About karma and samsara

  • stefjdupuis
  • 1 juin 2016
  • 2 min de lecture

In the Yoga-Sutras, karma is described as the ineluctable consequences of our past actions in our previous lives and present life.

Our actions follow us. Each action produces an effect which becomes a cause. And the quality of the effects depends on the quality of the causes. The kleshas or emotional states (misapprehension, ego, excessive attachment, refusal to accept, fear) form a karmic layer from which causes and effects are constantly born; thus a vicious circle of which we are prisoners.
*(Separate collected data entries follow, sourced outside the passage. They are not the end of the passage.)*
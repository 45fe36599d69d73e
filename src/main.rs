//! HTTP server for the Pay Package Engine.
//!
//! Environment:
//! - `PAY_PACKAGE_CONFIG_DIR`: configuration directory (default `./config/adelphi`)
//! - `PAY_PACKAGE_BIND`: overrides the configured bind address
//! - `PAY_PACKAGE_LOG_JSON`: emit JSON log lines when set to `1` or `true`
//! - `RUST_LOG`: log filter (default `info`)

use std::env;

use tokio::net::TcpListener;
use tracing::info;
use tracing_subscriber::{EnvFilter, layer::SubscriberExt, util::SubscriberInitExt};

use pay_package_engine::api::{AppState, create_router};
use pay_package_engine::config::ConfigLoader;

fn env_bool(name: &str, default: bool) -> bool {
    env::var(name)
        .map(|v| matches!(v.trim().to_ascii_lowercase().as_str(), "1" | "true" | "yes"))
        .unwrap_or(default)
}

fn init_tracing() {
    let filter = EnvFilter::try_from_default_env().unwrap_or_else(|_| EnvFilter::new("info"));
    if env_bool("PAY_PACKAGE_LOG_JSON", false) {
        tracing_subscriber::registry()
            .with(filter)
            .with(tracing_subscriber::fmt::layer().json())
            .init();
    } else {
        tracing_subscriber::registry()
            .with(filter)
            .with(tracing_subscriber::fmt::layer())
            .init();
    }
}

async fn wait_for_shutdown_signal() {
    if let Err(err) = tokio::signal::ctrl_c().await {
        tracing::warn!(error = %err, "Failed to listen for shutdown signal");
        std::future::pending::<()>().await;
    }
}

#[tokio::main]
async fn main() -> Result<(), String> {
    init_tracing();

    let config_dir =
        env::var("PAY_PACKAGE_CONFIG_DIR").unwrap_or_else(|_| "./config/adelphi".to_string());
    let loader = ConfigLoader::load(&config_dir).map_err(|e| format!("config: {e}"))?;
    let bind_addr =
        env::var("PAY_PACKAGE_BIND").unwrap_or_else(|_| loader.service().bind_address.clone());
    info!(
        config_dir = %config_dir,
        agency = %loader.agency().name,
        seed_sample_data = loader.service().seed_sample_data,
        "Configuration loaded"
    );

    let app = create_router(AppState::new(loader));

    let listener = TcpListener::bind(&bind_addr)
        .await
        .map_err(|e| format!("bind {bind_addr} failed: {e}"))?;
    info!("pay-package-engine listening on {bind_addr}");

    axum::serve(listener, app)
        .with_graceful_shutdown(wait_for_shutdown_signal())
        .await
        .map_err(|e| format!("server failed: {e}"))
}
//! Reminder model.
//!
//! Reminders are dated follow-ups attached to a single pay package. Besides the
//! record itself this module holds the two display rules reminders carry: the
//! due-date classification and the list ordering.

use std::cmp::Ordering;

use chrono::{DateTime, Duration, Utc};
use serde::{Deserialize, Serialize};

use crate::error::{EngineError, EngineResult};

/// How urgent a reminder is.
#[derive(Debug, Clone, Copy, Default, PartialEq, Eq, Hash, Serialize, Deserialize)]
#[serde(rename_all = "snake_case")]
pub enum Priority {
    /// Can wait.
    Low,
    /// Normal.
    #[default]
    Medium,
    /// Needs attention first.
    High,
}

impl Priority {
    /// Sort rank, most urgent first.
    fn rank(self) -> u8 {
        match self {
            Priority::High => 0,
            Priority::Medium => 1,
            Priority::Low => 2,
        }
    }
}

/// Where a reminder's due date falls relative to now.
#[derive(Debug, Clone, Copy, PartialEq, Eq, Serialize, Deserialize)]
#[serde(rename_all = "snake_case")]
pub enum DueStatus {
    /// Due earlier today or later today.
    Today,
    /// Due tomorrow.
    Tomorrow,
    /// Due before today.
    Overdue,
    /// Due after tomorrow.
    Upcoming,
}

impl DueStatus {
    /// Classifies a due date against `now` by calendar day.
    ///
    /// # Example
    ///
    /// ```
    /// use chrono::{Duration, TimeZone, Utc};
    /// use pay_package_engine::models::DueStatus;
    ///
    /// let now = Utc.with_ymd_and_hms(2024, 3, 10, 9, 0, 0).unwrap();
    /// assert_eq!(DueStatus::classify(now - Duration::hours(2), now), DueStatus::Today);
    /// assert_eq!(DueStatus::classify(now + Duration::days(1), now), DueStatus::Tomorrow);
    /// assert_eq!(DueStatus::classify(now - Duration::days(3), now), DueStatus::Overdue);
    /// ```
    pub fn classify(due: DateTime<Utc>, now: DateTime<Utc>) -> Self {
        let today = now.date_naive();
        let due_day = due.date_naive();

        if due_day == today {
            DueStatus::Today
        } else if Some(due_day) == today.succ_opt() {
            DueStatus::Tomorrow
        } else if due < now {
            DueStatus::Overdue
        } else {
            DueStatus::Upcoming
        }
    }
}

/// Fields a caller supplies to create or replace a reminder.
#[derive(Debug, Clone, PartialEq, Eq, Serialize, Deserialize)]
#[serde(rename_all = "camelCase")]
pub struct NewReminder {
    /// The owning pay package.
    pub pay_package_id: u64,
    /// Short title.
    pub title: String,
    /// Optional detail.
    #[serde(default, skip_serializing_if = "Option::is_none")]
    pub description: Option<String>,
    /// When the reminder is due.
    pub due_date: DateTime<Utc>,
    /// Urgency; defaults to medium.
    #[serde(default)]
    pub priority: Priority,
    /// Completion flag; defaults to false.
    #[serde(default)]
    pub is_completed: bool,
}

impl NewReminder {
    /// Rejects reminders with a blank title.
    pub fn validate(&self) -> EngineResult<()> {
        if self.title.trim().is_empty() {
            return Err(EngineError::InvalidReminder {
                field: "title".to_string(),
                message: "must not be empty".to_string(),
            });
        }
        Ok(())
    }
}

/// A stored reminder.
#[derive(Debug, Clone, PartialEq, Eq, Serialize, Deserialize)]
#[serde(rename_all = "camelCase")]
pub struct Reminder {
    /// Storage-assigned identity.
    pub id: u64,
    /// The owning pay package.
    pub pay_package_id: u64,
    /// Short title.
    pub title: String,
    /// Optional detail.
    #[serde(default, skip_serializing_if = "Option::is_none")]
    pub description: Option<String>,
    /// When the reminder is due.
    pub due_date: DateTime<Utc>,
    /// Urgency.
    pub priority: Priority,
    /// Whether the reminder has been dealt with.
    pub is_completed: bool,
    /// When the reminder was created.
    pub created_at: DateTime<Utc>,
}

impl Reminder {
    /// Classifies this reminder's due date against `now`.
    pub fn due_status(&self, now: DateTime<Utc>) -> DueStatus {
        DueStatus::classify(self.due_date, now)
    }

    /// True if the reminder is still open and due no later than `now + days`.
    ///
    /// A window reaching past the representable calendar has no upper bound.
    pub fn is_due_within(&self, days: i64, now: DateTime<Utc>) -> bool {
        if self.is_completed {
            return false;
        }
        Duration::try_days(days)
            .and_then(|window| now.checked_add_signed(window))
            .is_none_or(|horizon| self.due_date <= horizon)
    }
}

/// List ordering: incomplete before completed, then earliest due date, then
/// highest priority.
pub fn display_order(a: &Reminder, b: &Reminder) -> Ordering {
    a.is_completed
        .cmp(&b.is_completed)
        .then_with(|| a.due_date.cmp(&b.due_date))
        .then_with(|| a.priority.rank().cmp(&b.priority.rank()))
}

/// Sorts reminders into [`display_order`].
pub fn sort_for_display(reminders: &mut [Reminder]) {
    reminders.sort_by(display_order);
}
Yoga enables us to free ourselves from the laws of karma, from the impediments of the human condition. Karma ceases when we have reached Samadhi, this deconditioned state in which we become one with life, we accept change, our thoughts and actions are detached from automatism. At this point, the transformation process of the gunas reaches an end. Their reason for being having been attained, with respect to purusha, they are reabsorbed which marks the state of isolation of the mind in its original form.

In the Bhagavad Gita, Krishna explains to Arjuna, that the wise are steady, strong and clear-sighted. When they renounce the fruits of the action, they overcome pain, suffering. The fluctuations of their minds cease. They break free from karma.

Samsara is the cycle of rebirth, of successive lives and deaths, to which we are chained until we reach freedom. Samsara is conditioned by karma.

Yoga helps us to get out of this vicious circle, notably via:

  • Sustained effort, practice (tapas)

  • Self-examination and study of the sacred texts (svadhyaya)

  • Humility, patience, acceptance of what is (ishvarapranidhana)

Yoga enables us to get rid of our physical and mental impurities. When we reach the Self, this state of mind that has one only direction and where the gunas are reabsorbed, then the cycle of rebirth is broken. We are free from samsara, from karma.